(Data for processing begins)

//! 服务配置
//!
//! 从 TOML 文件加载，文件不存在时使用默认值，部分字段可被环境变量覆盖。

use serde::Deserialize;
use std::fs;
use std::io;
use std::path::{Path, PathBuf};

/// 默认配置文件路径
pub const DEFAULT_CONFIG_PATH: &str = "config/directory.toml";

/// 覆盖 `http.port` 的环境变量
pub const PORT_ENV: &str = "DIRECTORY_PORT";
/// 覆盖 `storage.data_file` 的环境变量
pub const DATA_FILE_ENV: &str = "DIRECTORY_DATA_FILE";

/// 用户目录服务配置
#[derive(Debug, Clone, Default, PartialEq, Deserialize)]
#[serde(default)]
pub struct Config {
    /// HTTP 服务配置
    pub http: HttpConfig,
    /// 存储配置
    pub storage: StorageConfig,
    /// 日志配置
    pub logging: LoggingConfig,
}

/// HTTP 服务配置
#[derive(Debug, Clone, PartialEq, Deserialize)]
#[serde(default)]
pub struct HttpConfig {
    /// 绑定地址
    pub bind_address: String,
    /// HTTP 服务端口
    pub port: u16,
    /// 请求超时时间（秒）
    pub timeout_seconds: u64,
    /// 唯一 API 端点的路径
    pub api_path: String,
    /// 静态页面目录，存在时挂载在 `/`
    pub public_dir: PathBuf,
}

/// 存储配置
#[derive(Debug, Clone, PartialEq, Deserialize)]
#[serde(default)]
pub struct StorageConfig {
    /// 用户集合的 JSON 文件
    pub data_file: PathBuf,
}

/// 日志配置
#[derive(Debug, Clone, PartialEq, Deserialize)]
#[serde(default)]
pub struct LoggingConfig {
    /// 日志级别 (trace, debug, info, warn, error)，RUST_LOG 优先
    pub level: String,
}

impl Default for HttpConfig {
    fn default() -> Self {
        Self {
            bind_address: "127.0.0.1".to_string(),
            port: 3000,
            timeout_seconds: 10,
            api_path: "/api".to_string(),
            public_dir: PathBuf::from("public"),
        }
    }
}

impl Default for StorageConfig {
    fn default() -> Self {
        Self {
            data_file: PathBuf::from("data/users.json"),
        }
    }
}

impl Default for LoggingConfig {
    fn default() -> Self {
        Self {
            level: "info".to_string(),
        }
    }
}

/// 配置的来源
#[derive(Debug, Clone, Copy, PartialEq, Eq)]
pub enum ConfigSource {
    File,
    Defaults,
}

impl Config {
    /// 解析 TOML 文件，未出现的字段取默认值
    pub fn from_file(path: &Path) -> Result<Self, ConfigError> {
        let content = fs::read_to_string(path).map_err(|source| ConfigError::Read {
            path: path.to_path_buf(),
            source,
        })?;
        toml::from_str(&content).map_err(|source| ConfigError::Parse {
            path: path.to_path_buf(),
            source,
        })
    }

    /// 文件存在则读取，否则使用默认值；随后应用环境变量并校验。
    /// 返回值里带上来源，由调用方在日志初始化之后记录。
    pub fn load(path: &Path) -> Result<(Self, ConfigSource), ConfigError> {
        let (mut config, source) = if path.exists() {
            (Self::from_file(path)?, ConfigSource::File)
        } else {
            (Self::default(), ConfigSource::Defaults)
        };

        config.apply_overrides(|key| std::env::var(key).ok())?;
        config.validate()?;
        Ok((config, source))
    }

    /// 应用环境变量覆盖；`lookup` 便于测试时注入
    pub fn apply_overrides<F>(&mut self, lookup: F) -> Result<(), ConfigError>
    where
        F: Fn(&str) -> Option<String>,
    {
        if let Some(port) = lookup(PORT_ENV) {
            self.http.port = port
                .trim()
                .parse()
                .map_err(|_| ConfigError::Invalid(format!("{PORT_ENV} 不是有效端口: {port}")))?;
        }
        if let Some(data_file) = lookup(DATA_FILE_ENV) {
            self.storage.data_file = PathBuf::from(data_file);
        }
        Ok(())
    }

    /// 验证配置的有效性
    pub fn validate(&self) -> Result<(), ConfigError> {
        if self.http.port == 0 {
            return Err(ConfigError::Invalid("HTTP端口必须大于0".to_string()));
        }
        if self.http.bind_address.is_empty() {
            return Err(ConfigError::Invalid("绑定地址不能为空".to_string()));
        }
        if self.http.timeout_seconds == 0 {
            return Err(ConfigError::Invalid("请求超时必须大于0".to_string()));
        }
        if !self.http.api_path.starts_with('/') {
            return Err(ConfigError::Invalid(format!(
                "API 路径必须以 / 开头: {}",
                self.http.api_path
            )));
        }
        if self.storage.data_file.as_os_str().is_empty() {
            return Err(ConfigError::Invalid("数据文件路径不能为空".to_string()));
        }

        let valid_levels = ["trace", "debug", "info", "warn", "error"];
        if !valid_levels.contains(&self.logging.level.as_str()) {
            return Err(ConfigError::Invalid(format!(
                "无效的日志级别: {}，有效值: {:?}",
                self.logging.level, valid_levels
            )));
        }

        Ok(())
    }

    /// 监听地址，形如 `127.0.0.1:3000`
    pub fn listen_address(&self) -> String {
        format!("{}:{}", self.http.bind_address, self.http.port)
    }
}

/// 配置错误类型
#[derive(Debug, thiserror::Error)]
pub enum ConfigError {
    #[error("无法读取配置文件 {}: {source}", .path.display())]
    Read {
        path: PathBuf,
        #[source]
        source: io::Error,
    },
    #[error("配置文件 {} 解析失败: {source}", .path.display())]
    Parse {
        path: PathBuf,
        #[source]
        source: toml::de::Error,
    },
    #[error("配置无效: {0}")]
    Invalid(String),
}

(Data for processing ends)

Task to carry out: Set down each entry above again exactly as it reads.

Written response:
//! 服务配置
//!
//! 从 TOML 文件加载，文件不存在时使用默认值，部分字段可被环境变量覆盖。

use serde::Deserialize;
use std::fs;
use std::io;
use std::path::{Path, PathBuf};

/// 默认配置文件路径
pub const DEFAULT_CONFIG_PATH: &str = "config/directory.toml";

/// 覆盖 `http.port` 的环境变量
pub const PORT_ENV: &str = "DIRECTORY_PORT";
/// 覆盖 `storage.data_file` 的环境变量
pub const DATA_FILE_ENV: &str = "DIRECTORY_DATA_FILE";

/// 用户目录服务配置
#[derive(Debug, Clone, Default, PartialEq, Deserialize)]
#[serde(default)]
pub struct Config {
    /// HTTP 服务配置
    pub http: HttpConfig,
    /// 存储配置
    pub storage: StorageConfig,
    /// 日志配置
    pub logging: LoggingConfig,
}

/// HTTP 服务配置
#[derive(Debug, Clone, PartialEq, Deserialize)]
#[serde(default)]
pub struct HttpConfig {
    /// 绑定地址
    pub bind_address: String,
    /// HTTP 服务端口
    pub port: u16,
    /// 请求超时时间（秒）
    pub timeout_seconds: u64,
    /// 唯一 API 端点的路径
    pub api_path: String,
    /// 静态页面目录，存在时挂载在 `/`
    pub public_dir: PathBuf,
}

/// 存储配置
#[derive(Debug, Clone, PartialEq, Deserialize)]
#[serde(default)]
pub struct StorageConfig {
    /// 用户集合的 JSON 文件
    pub data_file: PathBuf,
}

/// 日志配置
#[derive(Debug, Clone, PartialEq, Deserialize)]
#[serde(default)]
pub struct LoggingConfig {
    /// 日志级别 (trace, debug, info, warn, error)，RUST_LOG 优先
    pub level: String,
}

impl Default for HttpConfig {
    fn default() -> Self {
        Self {
            bind_address: "127.0.0.1".to_string(),
            port: 3000,
            timeout_seconds: 10,
            api_path: "/api".to_string(),
            public_dir: PathBuf::from("public"),
        }
    }
}

impl Default for StorageConfig {
    fn default() -> Self {
        Self {
            data_file: PathBuf::from("data/users.json"),
        }
    }
}

impl Default for LoggingConfig {
    fn default() -> Self {
        Self {
            level: "info".to_string(),
        }
    }
}

/// 配置的来源
#[derive(Debug, Clone, Copy, PartialEq, Eq)]
pub enum ConfigSource {
    File,
    Defaults,
}

impl Config {
    /// 解析 TOML 文件，未出现的字段取默认值
    pub fn from_file(path: &Path) -> Result<Self, ConfigError> {
        let content = fs::read_to_string(path).map_err(|source| ConfigError::Read {
            path: path.to_path_buf(),
            source,
        })?;
        toml::from_str(&content).map_err(|source| ConfigError::Parse {
            path: path.to_path_buf(),
            source,
        })
    }

    /// 文件存在则读取，否则使用默认值；随后应用环境变量并校验。
    /// 返回值里带上来源，由调用方在日志初始化之后记录。
    pub fn load(path: &Path) -> Result<(Self, ConfigSource), ConfigError> {
        let (mut config, source) = if path.exists() {
            (Self::from_file(path)?, ConfigSource::File)
        } else {
            (Self::default(), ConfigSource::Defaults)
        };

        config.apply_overrides(|key| std::env::var(key).ok())?;
        config.validate()?;
        Ok((config, source))
    }

    /// 应用环境变量覆盖；`lookup` 便于测试时注入
    pub fn apply_overrides<F>(&mut self, lookup: F) -> Result<(), ConfigError>
    where
        F: Fn(&str) -> Option<String>,
    {
        if let Some(port) = lookup(PORT_ENV) {
            self.http.port = port
                .trim()
                .parse()
                .map_err(|_| ConfigError::Invalid(format!("{PORT_ENV} 不是有效端口: {port}")))?;
        }
        if let Some(data_file) = lookup(DATA_FILE_ENV) {
            self.storage.data_file = PathBuf::from(data_file);
        }
        Ok(())
    }

    /// 验证配置的有效性
    pub fn validate(&self) -> Result<(), ConfigError> {
        if self.http.port == 0 {
            return Err(ConfigError::Invalid("HTTP端口必须大于0".to_string()));
        }
        if self.http.bind_address.is_empty() {
            return Err(ConfigError::Invalid("绑定地址不能为空".to_string()));
        }
        if self.http.timeout_seconds == 0 {
            return Err(ConfigError::Invalid("请求超时必须大于0".to_string()));
        }
        if !self.http.api_path.starts_with('/') {
            return Err(ConfigError::Invalid(format!(
                "API 路径必须以 / 开头: {}",
                self.http.api_path
            )));
        }
        if self.storage.data_file.as_os_str().is_empty() {
            return Err(ConfigError::Invalid("数据文件路径不能为空".to_string()));
        }

        let valid_levels = ["trace", "debug", "info", "warn", "error"];
        if !valid_levels.contains(&self.logging.level.as_str()) {
            return Err(ConfigError::Invalid(format!(
                "无效的日志级别: {}，有效值: {:?}",
                self.logging.level, valid_levels
            )));
        }

        Ok(())
    }

    /// 监听地址，形如 `127.0.0.1:3000`
    pub fn listen_address(&self) -> String {
        format!("{}:{}", self.http.bind_address, self.http.port)
    }
}

/// 配置错误类型
#[derive(Debug, thiserror::Error)]
pub enum ConfigError {
    #[error("无法读取配置文件 {}: {source}", .path.display())]
    Read {
        path: PathBuf,
        #[source]
        source: io::Error,
    },
    #[error("配置文件 {} 解析失败: {source}", .path.display())]
    Parse {
        path: PathBuf,
        #[source]
        source: toml::de::Error,
    },
    #[error("配置无效: {0}")]
    Invalid(String),
}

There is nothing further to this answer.